You may have heard the terms bullish or bearish from various stock market or investment news outlets. These sources frequently classify the market conditions based upon the forecasts of stock traders and investors.

If you’re new to the investing world, there are a few characteristics of bullish vs. bearish markets that can help you understand what these terms mean.

bullish vs bearish

Understanding the Investing Terms Bullish and Bearish

How investors feel about market conditions drives stock market performance. Whether there is a bullish or bearish market reflects how most investors believe the stock market is going to perform in the future.

What is a Bullish Market?

A bull market indicates a belief that the stock market will rise in overall value. This usually comes from increases in the market share prices for the overall stock market.

People typically use the term when the stock prices and the market have increased in value over at least a few months. Sometimes years.

Sometimes it may refer to segments in a market. For example, people used the term bullish for the cryptocurrency market when the prices of Bitcoin had risen substantially over the course of multiple months.

What is a Bearish Market?

Investors use the term bear market when they believe the market is going down in value. If stock market value prices have been on a decline for a few months or year, then investment news outlets may refer to the market as a bearish.

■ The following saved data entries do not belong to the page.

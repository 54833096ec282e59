//! JSON-file memory store
//!
//! One `<namespace>.json` document per namespace under a data directory.
//! Documents are rewritten whole on every mutation through a temp file and a
//! rename, so a crash never leaves a half-written namespace behind.

use std::collections::BTreeMap;
use std::path::{Path, PathBuf};

use directories::ProjectDirs;
use tokio::sync::Mutex;

use super::{MemoryStore, Result, StoreError};
use crate::memory::{EntryMetadata, MemoryEntry, MemoryValue};

type Document = BTreeMap<String, MemoryEntry>;

/// File-backed store, one JSON document per namespace
#[derive(Debug)]
pub struct JsonFileStore {
    data_dir: PathBuf,
    // Serializes read-modify-write cycles
    write_lock: Mutex<()>,
}

impl JsonFileStore {
    /// Open (creating if needed) a store rooted at `data_dir`
    ///
    /// With `None`, uses the platform data directory for `hivemem`.
    pub fn new(data_dir: Option<PathBuf>) -> Result<Self> {
        let data_dir = match data_dir {
            Some(dir) => dir,
            None => Self::default_dir()?,
        };

        std::fs::create_dir_all(&data_dir)?;
        #[cfg(unix)]
        {
            use std::os::unix::fs::PermissionsExt;
            let perms = std::fs::Permissions::from_mode(0o700);
            let _ = std::fs::set_permissions(&data_dir, perms);
        }

        tracing::debug!(path = %data_dir.display(), "Opened JSON memory store");
        Ok(Self {
            data_dir,
            write_lock: Mutex::new(()),
        })
    }

    /// Platform data directory used when no directory is given
    pub fn default_dir() -> Result<PathBuf> {
        let proj_dirs = ProjectDirs::from("com", "hivemem", "core").ok_or_else(|| {
            StoreError::Init("Could not determine project directories".to_string())
        })?;
        Ok(proj_dirs.data_dir().join("memory"))
    }

    /// Root directory of this store
    pub fn data_dir(&self) -> &Path {
        &self.data_dir
    }

    fn namespace_path(&self, namespace: &str) -> Result<PathBuf> {
        let valid = !namespace.is_empty()
            && !namespace.starts_with('.')
            && namespace
                .chars()
                .all(|c| c.is_ascii_alphanumeric() || matches!(c, '-' | '_' | '.'));
        if !valid {
            return Err(StoreError::InvalidNamespace(namespace.to_string()));
        }
        Ok(self.data_dir.join(format!("{namespace}.json")))
    }

    async fn load(&self, namespace: &str) -> Result<Document> {
        let path = self.namespace_path(namespace)?;
        match tokio::fs::read(&path).await {
            Ok(bytes) => {
                let mut document: Document = serde_json::from_slice(&bytes)?;
                // The file name is authoritative for the namespace
                for entry in document.values_mut() {
                    entry.namespace = namespace.to_string();
                }
                Ok(document)
            }
            Err(e) if e.kind() == std::io::ErrorKind::NotFound => Ok(Document::new()),
            Err(e) => Err(e.into()),
        }
    }

    async fn save(&self, namespace: &str, document: &Document) -> Result<()> {
        let path = self.namespace_path(namespace)?;
        let tmp = path.with_extension("json.tmp");
        let bytes = serde_json::to_vec_pretty(document)?;
        tokio::fs::write(&tmp, bytes).await?;
        tokio::fs::rename(&tmp, &path).await?;
        Ok(())
    }
}

impl MemoryStore for JsonFileStore {
    async fn list(&self, namespace: &str) -> Result<Vec<MemoryEntry>> {
        Ok(self.load(namespace).await?.into_values().collect())
    }

    async fn retrieve(&self, namespace: &str, key: &str) -> Result<Option<MemoryEntry>> {
        Ok(self.load(namespace).await?.remove(key))
    }

    async fn delete(&self, namespace: &str, key: &str) -> Result<bool> {
        let _guard = self.write_lock.lock().await;
        let mut document = self.load(namespace).await?;
        if document.remove(key).is_none() {
            return Ok(false);
        }
        self.save(namespace, &document).await?;
        Ok(true)
    }

    async fn store(
        &self,
        namespace: &str,
        key: &str,
        value: MemoryValue,
        metadata: EntryMetadata,
    ) -> Result<bool> {
        let _guard = self.write_lock.lock().await;
        let mut document = self.load(namespace).await?;
        let entry = MemoryEntry {
            key: key.to_string(),
            value,
            namespace: namespace.to_string(),
            metadata,
        };
        let created = document.insert(key.to_string(), entry).is_none();
        self.save(namespace, &document).await?;
        Ok(created)
    }
}
//! Hash-Projection Embeddings
//!
//! A cheap, deterministic stand-in for a learned embedding model. Every
//! character scatters a weight proportional to its code point into a slot
//! picked by `(code_point * position) mod D`, then the vector is
//! L2-normalized.
//!
//! ## Limitations
//!
//! This is a syntactic proxy, not a semantic one. It rewards texts that share
//! characters at related positions and have similar lengths; paraphrases with
//! different wording score low, and unrelated texts built from the same
//! alphabet can score surprisingly high. Swap in a real model through
//! [`EmbeddingProvider`] when meaning matters.

use crate::consolidation::ConfigError;

// ============================================================================
// CONSTANTS
// ============================================================================

/// Default embedding dimensions
pub const DEFAULT_DIMENSIONS: usize = 100;

/// Weight applied to each character's normalized code point
const CHAR_WEIGHT: f32 = 0.1;

/// Code point divisor (byte range)
const CODE_POINT_SCALE: f32 = 255.0;

// ============================================================================
// EMBEDDING TYPE
// ============================================================================

/// A text embedding vector
#[derive(Debug, Clone, PartialEq)]
pub struct Embedding {
    /// The embedding vector
    pub vector: Vec<f32>,
    /// Dimensions of the vector
    pub dimensions: usize,
}

impl Embedding {
    /// Create a new embedding from a vector
    pub fn new(vector: Vec<f32>) -> Self {
        let dimensions = vector.len();
        Self { vector, dimensions }
    }

    /// Zero vector of the given dimension
    pub fn zeros(dimensions: usize) -> Self {
        Self::new(vec![0.0; dimensions])
    }

    /// Euclidean norm
    pub fn norm(&self) -> f32 {
        self.vector.iter().map(|x| x * x).sum::<f32>().sqrt()
    }

    /// Normalize the embedding vector to unit length (zero vectors are left as-is)
    pub fn normalize(&mut self) {
        let norm = self.norm();
        if norm > 0.0 {
            for x in &mut self.vector {
                *x /= norm;
            }
        }
    }

    /// Check if the embedding is normalized (unit length)
    pub fn is_normalized(&self) -> bool {
        (self.norm() - 1.0).abs() < 0.001
    }

    /// Check if every component is zero
    pub fn is_zero(&self) -> bool {
        self.vector.iter().all(|x| *x == 0.0)
    }
}

// ============================================================================
// PROVIDER TRAIT
// ============================================================================

/// Converts text into a fixed-length embedding
///
/// Implementations must be deterministic: equal text, equal vector.
pub trait EmbeddingProvider {
    /// Embed a single text
    fn embed(&self, text: &str) -> Embedding;

    /// Output dimension
    fn dimensions(&self) -> usize;
}

// ============================================================================
// HASH EMBEDDER
// ============================================================================

/// Deterministic hash-projection embedder
#[derive(Debug, Clone, Copy, PartialEq, Eq)]
pub struct HashEmbedder {
    dimensions: usize,
}

impl Default for HashEmbedder {
    fn default() -> Self {
        Self {
            dimensions: DEFAULT_DIMENSIONS,
        }
    }
}

impl HashEmbedder {
    /// Create an embedder with the given output dimension
    pub fn new(dimensions: usize) -> Result<Self, ConfigError> {
        if dimensions == 0 {
            return Err(ConfigError::ZeroDimensions);
        }
        Ok(Self { dimensions })
    }
}

impl EmbeddingProvider for HashEmbedder {
    fn embed(&self, text: &str) -> Embedding {
        let dims = self.dimensions as u64;
        let mut vector = vec![0.0_f32; self.dimensions];

        for (position, ch) in text.chars().enumerate() {
            let code_point = u64::from(u32::from(ch));
            // (c * i) mod D, reduced first so long texts cannot overflow
            let slot = ((code_point % dims) * (position as u64 % dims)) % dims;
            vector[slot as usize] += (code_point as f32 / CODE_POINT_SCALE) * CHAR_WEIGHT;
        }

        let mut embedding = Embedding::new(vector);
        embedding.normalize();
        embedding
    }

    fn dimensions(&self) -> usize {
        self.dimensions
    }
}

// ============================================================================
// SIMILARITY FUNCTIONS
// ============================================================================

/// Cosine similarity of two vectors, clamped to `[-1, 1]`
///
/// `0.0` when the lengths differ or either vector has zero norm.
#[inline]
pub fn cosine_similarity(a: &[f32], b: &[f32]) -> f32 {
    if a.len() != b.len() {
        return 0.0;
    }

    let mut dot = 0.0_f32;
    let mut norm_a = 0.0_f32;
    let mut norm_b = 0.0_f32;

    for (x, y) in a.iter().zip(b.iter()) {
        dot += x * y;
        norm_a += x * x;
        norm_b += y * y;
    }

    let denominator = (norm_a * norm_b).sqrt();
    if denominator > 0.0 {
        (dot / denominator).clamp(-1.0, 1.0)
    } else {
        0.0
    }
}

// ============================================================================
// TESTS
// ============================================================================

Again, this can always be a term used to describe the conditions of a market segment when those shares have decreased in price.

Differences Present with a Bullish vs Bearish Market

You can better understand bullish vs bearish markets by considering what economic, political, societal, and global conditions push the stock market’s value in an upward trend or downward spiral.

Bullish Markets

Bull markets indicate share prices in the stock market increasing in price. But, the term also is used when the economy is doing well. Again, this term indicates how people believe the market will continue to perform in the future. While past performance is one condition that helps investors judge future conditions, other factors come into play.

For example, if investors expect a major change in politics or in interest rates, this may increase the confidence of the market. Or, confidence may decrease due to fear of future conditions.

Low job unemployment rates and a robust economy are other conditions usually present in a bullish market.

Bearish Markets

If the economy is doing poorly and the job unemployment rate is high, then investors may be bearish on the market. This will usually be coupled with declining stock prices and value.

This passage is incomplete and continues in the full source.